- REQUIRED WORK -
In your answer, give each entry again exactly as it appears.

- PROVIDED DATA -
+ + + + + + +
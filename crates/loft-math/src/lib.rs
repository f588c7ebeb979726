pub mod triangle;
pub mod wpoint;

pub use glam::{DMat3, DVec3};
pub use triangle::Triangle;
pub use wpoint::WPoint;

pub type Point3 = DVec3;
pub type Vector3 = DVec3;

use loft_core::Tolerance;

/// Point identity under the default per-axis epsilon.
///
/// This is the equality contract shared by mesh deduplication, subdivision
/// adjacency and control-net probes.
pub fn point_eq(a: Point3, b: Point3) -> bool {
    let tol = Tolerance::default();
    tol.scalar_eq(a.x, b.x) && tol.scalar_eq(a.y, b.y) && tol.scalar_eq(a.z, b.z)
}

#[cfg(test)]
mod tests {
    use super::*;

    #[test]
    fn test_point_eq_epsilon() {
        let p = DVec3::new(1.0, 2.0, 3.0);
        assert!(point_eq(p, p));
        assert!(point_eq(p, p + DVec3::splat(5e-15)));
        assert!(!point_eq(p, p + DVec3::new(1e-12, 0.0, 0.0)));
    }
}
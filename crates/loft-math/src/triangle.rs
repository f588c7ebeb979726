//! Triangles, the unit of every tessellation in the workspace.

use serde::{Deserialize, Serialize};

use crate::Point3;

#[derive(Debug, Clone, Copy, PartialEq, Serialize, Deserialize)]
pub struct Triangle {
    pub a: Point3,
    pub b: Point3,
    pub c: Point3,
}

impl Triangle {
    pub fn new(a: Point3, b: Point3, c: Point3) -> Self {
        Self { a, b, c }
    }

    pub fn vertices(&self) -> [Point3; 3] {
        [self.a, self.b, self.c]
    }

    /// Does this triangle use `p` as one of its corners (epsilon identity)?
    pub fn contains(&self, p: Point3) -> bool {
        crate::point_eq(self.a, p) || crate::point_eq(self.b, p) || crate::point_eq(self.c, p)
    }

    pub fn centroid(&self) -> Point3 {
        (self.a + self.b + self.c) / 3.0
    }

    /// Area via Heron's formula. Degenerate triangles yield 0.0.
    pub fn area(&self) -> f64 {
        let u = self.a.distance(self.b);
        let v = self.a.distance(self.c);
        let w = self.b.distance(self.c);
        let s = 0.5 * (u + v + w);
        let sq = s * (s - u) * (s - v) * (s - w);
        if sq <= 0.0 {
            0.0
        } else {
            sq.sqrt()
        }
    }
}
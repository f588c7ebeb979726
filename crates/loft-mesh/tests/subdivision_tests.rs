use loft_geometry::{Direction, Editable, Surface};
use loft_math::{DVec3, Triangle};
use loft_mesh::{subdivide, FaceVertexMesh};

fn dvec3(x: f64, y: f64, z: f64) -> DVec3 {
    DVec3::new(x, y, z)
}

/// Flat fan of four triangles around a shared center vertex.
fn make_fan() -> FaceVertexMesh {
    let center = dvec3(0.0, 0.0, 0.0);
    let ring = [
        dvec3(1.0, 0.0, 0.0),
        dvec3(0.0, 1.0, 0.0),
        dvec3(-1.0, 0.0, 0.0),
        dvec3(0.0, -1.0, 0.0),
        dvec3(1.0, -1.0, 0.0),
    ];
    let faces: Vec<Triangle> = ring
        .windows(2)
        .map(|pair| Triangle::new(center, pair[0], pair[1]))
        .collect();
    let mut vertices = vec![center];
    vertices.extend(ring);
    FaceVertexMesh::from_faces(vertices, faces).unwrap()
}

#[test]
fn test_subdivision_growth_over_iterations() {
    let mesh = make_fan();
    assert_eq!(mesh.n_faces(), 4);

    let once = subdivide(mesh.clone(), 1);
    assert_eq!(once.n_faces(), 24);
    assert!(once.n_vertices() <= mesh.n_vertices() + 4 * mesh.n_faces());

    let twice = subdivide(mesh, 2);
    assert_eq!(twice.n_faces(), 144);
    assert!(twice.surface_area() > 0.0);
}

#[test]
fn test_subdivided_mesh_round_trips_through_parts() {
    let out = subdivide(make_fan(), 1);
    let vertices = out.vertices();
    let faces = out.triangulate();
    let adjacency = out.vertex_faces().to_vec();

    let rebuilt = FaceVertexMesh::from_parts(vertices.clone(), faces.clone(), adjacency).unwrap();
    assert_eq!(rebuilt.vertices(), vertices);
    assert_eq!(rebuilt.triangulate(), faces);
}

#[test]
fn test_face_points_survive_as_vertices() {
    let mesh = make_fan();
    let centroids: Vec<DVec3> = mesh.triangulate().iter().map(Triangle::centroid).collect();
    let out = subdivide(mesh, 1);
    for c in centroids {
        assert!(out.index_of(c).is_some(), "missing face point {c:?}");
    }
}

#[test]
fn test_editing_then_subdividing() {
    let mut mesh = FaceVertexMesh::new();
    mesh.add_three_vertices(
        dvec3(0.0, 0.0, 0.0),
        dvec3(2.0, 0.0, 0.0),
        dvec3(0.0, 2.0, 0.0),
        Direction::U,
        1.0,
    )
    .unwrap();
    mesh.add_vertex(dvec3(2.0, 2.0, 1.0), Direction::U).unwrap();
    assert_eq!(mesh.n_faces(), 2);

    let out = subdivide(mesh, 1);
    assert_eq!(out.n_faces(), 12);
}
+ + + + + + +
- REPLY -
filename crates/loft-math/src/lib.rs
repository f588c7ebeb979726
pub mod triangle;
pub mod wpoint;

pub use glam::{DMat3, DVec3};
pub use triangle::Triangle;
pub use wpoint::WPoint;

pub type Point3 = DVec3;
pub type Vector3 = DVec3;

use loft_core::Tolerance;

/// Point identity under the default per-axis epsilon.
///
/// This is the equality contract shared by mesh deduplication, subdivision
/// adjacency and control-net probes.
pub fn point_eq(a: Point3, b: Point3) -> bool {
    let tol = Tolerance::default();
    tol.scalar_eq(a.x, b.x) && tol.scalar_eq(a.y, b.y) && tol.scalar_eq(a.z, b.z)
}

#[cfg(test)]
mod tests {
    use super::*;

    #[test]
    fn test_point_eq_epsilon() {
        let p = DVec3::new(1.0, 2.0, 3.0);
        assert!(point_eq(p, p));
        assert!(point_eq(p, p + DVec3::splat(5e-15)));
        assert!(!point_eq(p, p + DVec3::new(1e-12, 0.0, 0.0)));
    }
}
filename crates/loft-math/src/triangle.rs
repository f588c7ebeb979726
//! Triangles, the unit of every tessellation in the workspace.

use serde::{Deserialize, Serialize};

use crate::Point3;

#[derive(Debug, Clone, Copy, PartialEq, Serialize, Deserialize)]
pub struct Triangle {
    pub a: Point3,
    pub b: Point3,
    pub c: Point3,
}

impl Triangle {
    pub fn new(a: Point3, b: Point3, c: Point3) -> Self {
        Self { a, b, c }
    }

    pub fn vertices(&self) -> [Point3; 3] {
        [self.a, self.b, self.c]
    }

    /// Does this triangle use `p` as one of its corners (epsilon identity)?
    pub fn contains(&self, p: Point3) -> bool {
        crate::point_eq(self.a, p) || crate::point_eq(self.b, p) || crate::point_eq(self.c, p)
    }

    pub fn centroid(&self) -> Point3 {
        (self.a + self.b + self.c) / 3.0
    }

    /// Area via Heron's formula. Degenerate triangles yield 0.0.
    pub fn area(&self) -> f64 {
        let u = self.a.distance(self.b);
        let v = self.a.distance(self.c);
        let w = self.b.distance(self.c);
        let s = 0.5 * (u + v + w);
        let sq = s * (s - u) * (s - v) * (s - w);
        if sq <= 0.0 {
            0.0
        } else {
            sq.sqrt()
        }
    }
}
repository f588c7ebeb979726
filename crates/loft-mesh/tests/subdivision_tests.rs
use loft_geometry::{Direction, Editable, Surface};
use loft_math::{DVec3, Triangle};
use loft_mesh::{subdivide, FaceVertexMesh};

fn dvec3(x: f64, y: f64, z: f64) -> DVec3 {
    DVec3::new(x, y, z)
}

/// Flat fan of four triangles around a shared center vertex.
fn make_fan() -> FaceVertexMesh {
    let center = dvec3(0.0, 0.0, 0.0);
    let ring = [
        dvec3(1.0, 0.0, 0.0),
        dvec3(0.0, 1.0, 0.0),
        dvec3(-1.0, 0.0, 0.0),
        dvec3(0.0, -1.0, 0.0),
        dvec3(1.0, -1.0, 0.0),
    ];
    let faces: Vec<Triangle> = ring
        .windows(2)
        .map(|pair| Triangle::new(center, pair[0], pair[1]))
        .collect();
    let mut vertices = vec![center];
    vertices.extend(ring);
    FaceVertexMesh::from_faces(vertices, faces).unwrap()
}

#[test]
fn test_subdivision_growth_over_iterations() {
    let mesh = make_fan();
    assert_eq!(mesh.n_faces(), 4);

    let once = subdivide(mesh.clone(), 1);
    assert_eq!(once.n_faces(), 24);
    assert!(once.n_vertices() <= mesh.n_vertices() + 4 * mesh.n_faces());

    let twice = subdivide(mesh, 2);
    assert_eq!(twice.n_faces(), 144);
    assert!(twice.surface_area() > 0.0);
}

#[test]
fn test_subdivided_mesh_round_trips_through_parts() {
    let out = subdivide(make_fan(), 1);
    let vertices = out.vertices();
    let faces = out.triangulate();
    let adjacency = out.vertex_faces().to_vec();

    let rebuilt = FaceVertexMesh::from_parts(vertices.clone(), faces.clone(), adjacency).unwrap();
    assert_eq!(rebuilt.vertices(), vertices);
    assert_eq!(rebuilt.triangulate(), faces);
}

#[test]
fn test_face_points_survive_as_vertices() {
    let mesh = make_fan();
    let centroids: Vec<DVec3> = mesh.triangulate().iter().map(Triangle::centroid).collect();
    let out = subdivide(mesh, 1);
    for c in centroids {
        assert!(out.index_of(c).is_some(), "missing face point {c:?}");
    }
}

#[test]
fn test_editing_then_subdividing() {
    let mut mesh = FaceVertexMesh::new();
    mesh.add_three_vertices(
        dvec3(0.0, 0.0, 0.0),
        dvec3(2.0, 0.0, 0.0),
        dvec3(0.0, 2.0, 0.0),
        Direction::U,
        1.0,
    )
    .unwrap();
    mesh.add_vertex(dvec3(2.0, 2.0, 1.0), Direction::U).unwrap();
    assert_eq!(mesh.n_faces(), 2);

    let out = subdivide(mesh, 1);
    assert_eq!(out.n_faces(), 12);
}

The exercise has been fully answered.